É um convite a ver, não para julgar, mas para escutar.

Neste contexto de análise curatorial, coloco uma questão, para a qual não tenho resposta.

O que poderá significar, no conjunto das sete pequenas fotografias de uma jovem mulher, com data de 1930 e registadas no navio “Sierra Montana”, o que é mencionado na folha de inventário e está escrito no respectivo verso – “…Increpando os espíritos maus, afastando-os para longe…”?

Ou, no conjunto das quatro fotografias recortadas e com data de 1928, que se optou por colocar ao lado destas, qual a razão porque reza o homem, ou porque se abraça ele e qual o motivo para os seus pés terem sido fotografados sobre uma folha de jornal?

Estão escolhidas duas séries em simetria, colocando de um lado mulheres e do outro homens.

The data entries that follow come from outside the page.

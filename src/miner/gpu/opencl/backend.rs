// ProgPoW GPU Miner - Free and Open Source Software Statement
//
// File: src/miner/gpu/opencl/backend.rs
// Version: 1.0.0
// Developer: OIEIEIO <oieieio@protonmail.com>
//
// OpenCL ComputeBackend: one context and in-order queue per device, program
// builds with build-log capture, positional kernel arguments, u8 buffers
// addressed by BufferId, and a second queue used only to kick a running
// search kernel through the abort word of its result buffer.

use log::{debug, error, info, warn};
use opencl3::{
    command_queue::CommandQueue,
    context::Context,
    kernel::Kernel,
    memory::{Buffer, CL_MEM_READ_ONLY, CL_MEM_READ_WRITE, CL_MEM_WRITE_ONLY, ClMem},
    program::Program,
    types::{CL_FALSE, CL_TRUE, cl_mem},
};
use std::collections::HashMap;
use std::ptr;
use std::sync::{Arc, Mutex, PoisonError};

use super::device::OpenClDevice;
use crate::miner::dataset::{ABORT_WORD_OFFSET, search_args};
use crate::miner::gpu::backend::{
    BackendError, BufferAccess, BufferId, ComputeBackend, DeviceInfo, DeviceKick, KernelArg, KernelKind,
};

const LOG_TARGET: &str = "progpow::miner::opencl::backend";

type SharedBuffer = Arc<Mutex<Buffer<u8>>>;

struct AbortChannel {
    queue: CommandQueue,
    results: Option<SharedBuffer>,
}

/// Writes `1` into the abort word of the bound result buffer
pub struct OpenClKick {
    channel: Mutex<Option<AbortChannel>>,
}

impl OpenClKick {
    fn new() -> Self {
        Self {
            channel: Mutex::new(None),
        }
    }

    fn install(&self, queue: CommandQueue) {
        *self.channel.lock().unwrap_or_else(PoisonError::into_inner) = Some(AbortChannel { queue, results: None });
    }

    fn bind_results(&self, results: Option<SharedBuffer>) {
        if let Some(channel) = self.channel.lock().unwrap_or_else(PoisonError::into_inner).as_mut() {
            channel.results = results;
        }
    }
}

impl DeviceKick for OpenClKick {
    fn kick(&self) {
        let guard = self.channel.lock().unwrap_or_else(PoisonError::into_inner);
        let Some(channel) = guard.as_ref() else {
            return;
        };
        let Some(results) = &channel.results else {
            return;
        };
        let mut buffer = results.lock().unwrap_or_else(PoisonError::into_inner);
        let abort = 1u32.to_le_bytes();
        let written = unsafe {
            channel
                .queue
                .enqueue_write_buffer(&mut buffer, CL_TRUE, ABORT_WORD_OFFSET, &abort, &[])
        };
        if let Err(e) = written {
            warn!(target: LOG_TARGET, "Kick failed: {}", e);
        }
    }
}

/// OpenCL realisation of ComputeBackend for one device
pub struct OpenClBackend {
    device: OpenClDevice,
    context: Option<Context>,
    queue: Option<CommandQueue>,
    program: Option<Program>,
    kernels: HashMap<KernelKind, Kernel>,
    buffers: HashMap<BufferId, SharedBuffer>,
    next_buffer: u64,
    staging: Vec<Vec<u8>>,
    kick: Arc<OpenClKick>,
}

impl OpenClBackend {
    pub fn new(device: OpenClDevice) -> Self {
        debug!(target: LOG_TARGET, "Creating OpenCL backend for device: {}", device.name());
        Self {
            device,
            context: None,
            queue: None,
            program: None,
            kernels: HashMap::new(),
            buffers: HashMap::new(),
            next_buffer: 0,
            staging: Vec::new(),
            kick: Arc::new(OpenClKick::new()),
        }
    }

    pub fn device(&self) -> &OpenClDevice {
        &self.device
    }

    fn context(&self) -> Result<&Context, BackendError> {
        self.context.as_ref().ok_or(BackendError::NotOpened)
    }

    fn queue(&self) -> Result<&CommandQueue, BackendError> {
        self.queue.as_ref().ok_or(BackendError::NotOpened)
    }

    fn kernel(&self, kind: KernelKind) -> Result<&Kernel, BackendError> {
        self.kernels.get(&kind).ok_or(BackendError::KernelMissing(kind))
    }

    fn buffer(&self, id: BufferId) -> Result<SharedBuffer, BackendError> {
        self.buffers.get(&id).cloned().ok_or(BackendError::UnknownBuffer(id))
    }
}

impl ComputeBackend for OpenClBackend {
    fn device_info(&self) -> &DeviceInfo {
        &self.device.info
    }

    fn open(&mut self) -> Result<(), BackendError> {
        let context =
            Context::from_device(self.device.device()).map_err(|e| BackendError::runtime("create context", e))?;
        let queue =
            CommandQueue::create_default(&context, 0).map_err(|e| BackendError::runtime("create command queue", e))?;
        let abort_queue =
            CommandQueue::create_default(&context, 0).map_err(|e| BackendError::runtime("create abort queue", e))?;

        self.kick.install(abort_queue);
        self.context = Some(context);
        self.queue = Some(queue);
        info!(target: LOG_TARGET, "OpenCL context ready for {}", self.device.name());
        Ok(())
    }

    fn build_program(
        &mut self,
        source: &str,
        options: &str,
        kernels: &[(KernelKind, &str)],
    ) -> Result<(), BackendError> {
        let context = self.context()?;
        let mut program =
            Program::create_from_source(context, source).map_err(|e| BackendError::runtime("create program", e))?;

        if let Err(e) = program.build(context.devices(), options) {
            let log = context
                .devices()
                .iter()
                .filter_map(|device_id| program.get_build_log(*device_id).ok())
                .collect::<Vec<_>>()
                .join("\n");
            error!(target: LOG_TARGET, "Failed to build OpenCL program for {}: {}", self.device.name(), e);
            return Err(BackendError::BuildFailure {
                message: e.to_string(),
                log,
            });
        }

        let mut created = HashMap::new();
        for (kind, name) in kernels {
            let kernel = Kernel::create(&program, name).map_err(|e| BackendError::runtime("create kernel", e))?;
            created.insert(*kind, kernel);
        }

        self.kernels = created;
        self.program = Some(program);
        self.kick.bind_results(None);
        Ok(())
    }

    fn allocate(&mut self, size: usize, access: BufferAccess) -> Result<BufferId, BackendError> {
        let flags = match access {
            BufferAccess::ReadOnly => CL_MEM_READ_ONLY,
            BufferAccess::WriteOnly => CL_MEM_WRITE_ONLY,
            BufferAccess::ReadWrite => CL_MEM_READ_WRITE,
        };
        let buffer = unsafe { Buffer::<u8>::create(self.context()?, flags, size, ptr::null_mut()) }
            .map_err(|e| BackendError::runtime("create buffer", e))?;

        let id = BufferId(self.next_buffer);
        self.next_buffer += 1;
        self.buffers.insert(id, Arc::new(Mutex::new(buffer)));
        Ok(id)
    }

    fn release(&mut self, buffer: BufferId) -> Result<(), BackendError> {
        self.buffers.remove(&buffer).map(|_| ()).ok_or(BackendError::UnknownBuffer(buffer))
    }

    fn set_kernel_arg(&mut self, kernel: KernelKind, index: u32, arg: KernelArg) -> Result<(), BackendError> {
        let cl_kernel = self.kernel(kernel)?;
        let set = match arg {
            KernelArg::Buffer(id) => {
                let shared = self.buffer(id)?;
                let mem: cl_mem = shared.lock().unwrap_or_else(PoisonError::into_inner).get();
                let set = unsafe { cl_kernel.set_arg(index, &mem) };
                if kernel == KernelKind::Search && index == search_args::RESULTS {
                    self.kick.bind_results(Some(shared));
                }
                set
            }
            KernelArg::U32(value) => unsafe { cl_kernel.set_arg(index, &value) },
            KernelArg::U64(value) => unsafe { cl_kernel.set_arg(index, &value) },
        };
        set.map_err(|e| BackendError::runtime("set kernel argument", e))
    }

    fn enqueue_kernel(&mut self, kernel: KernelKind, global: usize, local: usize) -> Result<(), BackendError> {
        let queue = self.queue()?;
        let cl_kernel = self.kernel(kernel)?;
        let global_sizes = [global];
        let local_sizes = [local];
        unsafe {
            queue.enqueue_nd_range_kernel(
                cl_kernel.get(),
                1,
                ptr::null(),
                global_sizes.as_ptr(),
                local_sizes.as_ptr(),
                &[],
            )
        }
        .map(|_| ())
        .map_err(|e| BackendError::runtime("enqueue kernel", e))
    }

    fn write_buffer(&mut self, buffer: BufferId, blocking: bool, offset: usize, data: &[u8]) -> Result<(), BackendError> {
        let shared = self.buffer(buffer)?;
        let mut target = shared.lock().unwrap_or_else(PoisonError::into_inner);
        let queue = self.queue.as_ref().ok_or(BackendError::NotOpened)?;

        if blocking {
            unsafe { queue.enqueue_write_buffer(&mut target, CL_TRUE, offset, data, &[]) }
                .map_err(|e| BackendError::runtime("write buffer", e))?;
        } else {
            // the queue reads the host copy after return; kept until finish()
            let copy = data.to_vec();
            unsafe { queue.enqueue_write_buffer(&mut target, CL_FALSE, offset, &copy, &[]) }
                .map_err(|e| BackendError::runtime("write buffer", e))?;
            self.staging.push(copy);
        }
        Ok(())
    }

    fn read_buffer(&mut self, buffer: BufferId, offset: usize, out: &mut [u8]) -> Result<(), BackendError> {
        let shared = self.buffer(buffer)?;
        let source = shared.lock().unwrap_or_else(PoisonError::into_inner);
        let queue = self.queue()?;
        unsafe { queue.enqueue_read_buffer(&source, CL_TRUE, offset, out, &[]) }
            .map(|_| ())
            .map_err(|e| BackendError::runtime("read buffer", e))
    }

    fn finish(&mut self) -> Result<(), BackendError> {
        self.queue()?.finish().map_err(|e| BackendError::runtime("finish", e))?;
        self.staging.clear();
        Ok(())
    }

    fn kicker(&self) -> Arc<dyn DeviceKick> {
        Arc::clone(&self.kick) as Arc<dyn DeviceKick>
    }
}

// Changelog:
// - v1.0.0 (2025-07-02): ComputeBackend over opencl3.
//   - Reworked from the SHA3x engine: no per-launch buffers, persistent
//     kernel arguments, staged non-blocking writes, abort queue for kicks.
//   - Dropped the intensity/batch autotuner.
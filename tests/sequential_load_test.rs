// ProgPoW GPU Miner - Free and Open Source Software Statement
//
// This project, progpow-miner, is Free and Open Source Software (FOSS) licensed
// under the MIT License. You are free to use, modify, and distribute this
// software in accordance with the license terms. Contributions are welcome
// via pull requests to the project repository.
//
// File: tests/sequential_load_test.rs
// Version: 1.0.0
// Developer: Test Implementation
//
// This file checks one-at-a-time DAG loading: build slots are granted in
// worker-index order, a stalled predecessor blocks its successors until stop,
// and a sequential farm never overlaps two dataset builds.

mod common;

#[cfg(test)]
mod tests {
    use crate::common::{self, ETHASH_SOURCE, MockBackend, MockOracle, Timeline};
    use progpow_miner::core::difficulty;
    use progpow_miner::core::{DagLoadMode, HashOracle, WorkPackage};
    use progpow_miner::miner::algorithm::{AlgorithmVariant, Ethash};
    use progpow_miner::miner::factory::create_worker;
    use progpow_miner::miner::{Farm, MiningContext, SequentialLoadCoordinator, SharedWorkSource, StopSignal, WorkSource};
    use std::sync::mpsc;
    use std::sync::{Arc, Mutex};
    use std::thread;
    use std::time::Duration;

    #[test]
    fn slots_are_granted_in_index_order() {
        let coordinator = Arc::new(SequentialLoadCoordinator::new(Duration::from_millis(2)));
        let order = Arc::new(Mutex::new(Vec::new()));
        let stop = StopSignal::new();

        // start in reverse so the scheduler cannot hand out the order for free
        let handles: Vec<_> = (0..4)
            .rev()
            .map(|index| {
                let coordinator = Arc::clone(&coordinator);
                let order = Arc::clone(&order);
                let stop = stop.clone();
                thread::spawn(move || {
                    let slot = coordinator.wait_for_turn(index, &stop).expect("slot granted");
                    order.lock().unwrap().push(index);
                    thread::sleep(Duration::from_millis(5));
                    drop(slot);
                })
            })
            .collect();
        for handle in handles {
            handle.join().unwrap();
        }

        assert_eq!(*order.lock().unwrap(), vec![0, 1, 2, 3]);
        assert_eq!(coordinator.next_slot(), 4);
    }

    #[test]
    fn stalled_predecessor_blocks_until_stop() {
        let coordinator = Arc::new(SequentialLoadCoordinator::new(Duration::from_millis(2)));
        let stop = StopSignal::new();
        let (tx, rx) = mpsc::channel();

        let waiter = {
            let coordinator = Arc::clone(&coordinator);
            let stop = stop.clone();
            thread::spawn(move || {
                let granted = coordinator.wait_for_turn(1, &stop).is_some();
                tx.send(granted).unwrap();
            })
        };

        // worker 0 never builds
        assert!(rx.recv_timeout(Duration::from_millis(100)).is_err());

        stop.stop();
        assert_eq!(rx.recv_timeout(Duration::from_secs(2)), Ok(false));
        waiter.join().unwrap();
        assert_eq!(coordinator.next_slot(), 0);
    }

    #[test]
    fn failed_build_still_releases_the_slot() {
        let coordinator = SequentialLoadCoordinator::new(Duration::from_millis(2));
        let stop = StopSignal::new();

        let attempt = || -> Result<(), String> {
            let _slot = coordinator.wait_for_turn(0, &stop).ok_or("cancelled")?;
            Err("build failed".to_string())
        };
        assert!(attempt().is_err());
        assert_eq!(coordinator.next_slot(), 1);
        assert!(coordinator.wait_for_turn(1, &stop).is_some());
    }

    #[test]
    fn sequential_farm_never_overlaps_builds() {
        let context = Arc::new(MiningContext::new(common::test_settings(DagLoadMode::Sequential)));
        let source = Arc::new(SharedWorkSource::new(Arc::clone(&context)));
        source.set_work(Some(WorkPackage::new(
            "job",
            [7u8; 32],
            0,
            0,
            difficulty::difficulty_to_boundary(1000),
        )));
        let variant: Arc<dyn AlgorithmVariant> = Arc::new(Ethash::new(ETHASH_SOURCE));
        let oracle: Arc<dyn HashOracle> = Arc::new(MockOracle::accepting());
        let timeline: Timeline = Arc::new(Mutex::new(Vec::new()));

        let backends: Vec<_> = (0..3)
            .map(|i| MockBackend::new(&format!("mock-{}", i)).with_timeline(Arc::clone(&timeline), i))
            .collect();
        let states: Vec<_> = backends.iter().map(|b| b.handle()).collect();
        let workers = backends
            .into_iter()
            .enumerate()
            .map(|(i, backend)| {
                create_worker(
                    i,
                    backend,
                    Arc::clone(&variant),
                    Arc::clone(&oracle),
                    Arc::clone(&source) as Arc<dyn WorkSource>,
                    Arc::clone(&context),
                )
            })
            .collect();

        let farm = Farm::start(workers).unwrap();
        assert!(common::wait_until(|| states.iter().all(|s| s.lock().unwrap().search_launches > 0)));
        farm.stop();
        assert!(farm.join().iter().all(|o| o.result.is_ok()));

        let events = timeline.lock().unwrap().clone();
        let position = |event: &str, index: usize, last: bool| {
            let mut matches = events.iter().enumerate().filter(|(_, e)| e.0 == event && e.1 == index);
            let found = if last { matches.last() } else { matches.next() };
            found.map(|(p, _)| p).expect("event recorded")
        };
        for index in 1..3 {
            assert!(
                position("build", index, false) > position("dag", index - 1, true),
                "cl-{} built before cl-{} finished its DAG",
                index,
                index - 1
            );
        }
        assert_eq!(context.sequential().next_slot(), 3);
    }
}

// Changelog:
// - v1.0.0 (2025-07-02): Sequential DAG load tests.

Há retratos frontais em que o olhar dos pacientes se ergue com uma intensidade desconcertante.

Há corpos frágeis aos quais foram retiradas as roupas, partes de documentação clínica, aqui colocados como vestígios de um tempo em que a visão médica pretendia avaliar a postura do corpo desnudo, como um espelho da mente.

Há retratos de pacientes, que pela sua pose poderiam indiciar fazer parte de uma galeria de actores para um qualquer filme de mistério.

Façam-se comparações e nestes contrastes, vejamos as diferenças e as semelhanças, não para julgar, mas para escutar.

Estas fotografias da “Coleção Bombarda” pertencem a uma era da psiquiatria em que a objetividade científica se confundia com os regimes disciplinares, mas também permitem incursões por outros caminhos de análise fora do contexto psiquiátrico. Os caracteres gráficos do retrato de um dos homens e o conjunto com que termina o círculo de apresentação, o qual contém os caracteres gráficos e os logotipos do Estúdio de Fotografia que executou o trio de fotografias de uma mulher em pose com chapéu e sem ele, que tanto se assemelham com as “cartes-de-visite”, tão comuns nos idos dos anos 1860’s.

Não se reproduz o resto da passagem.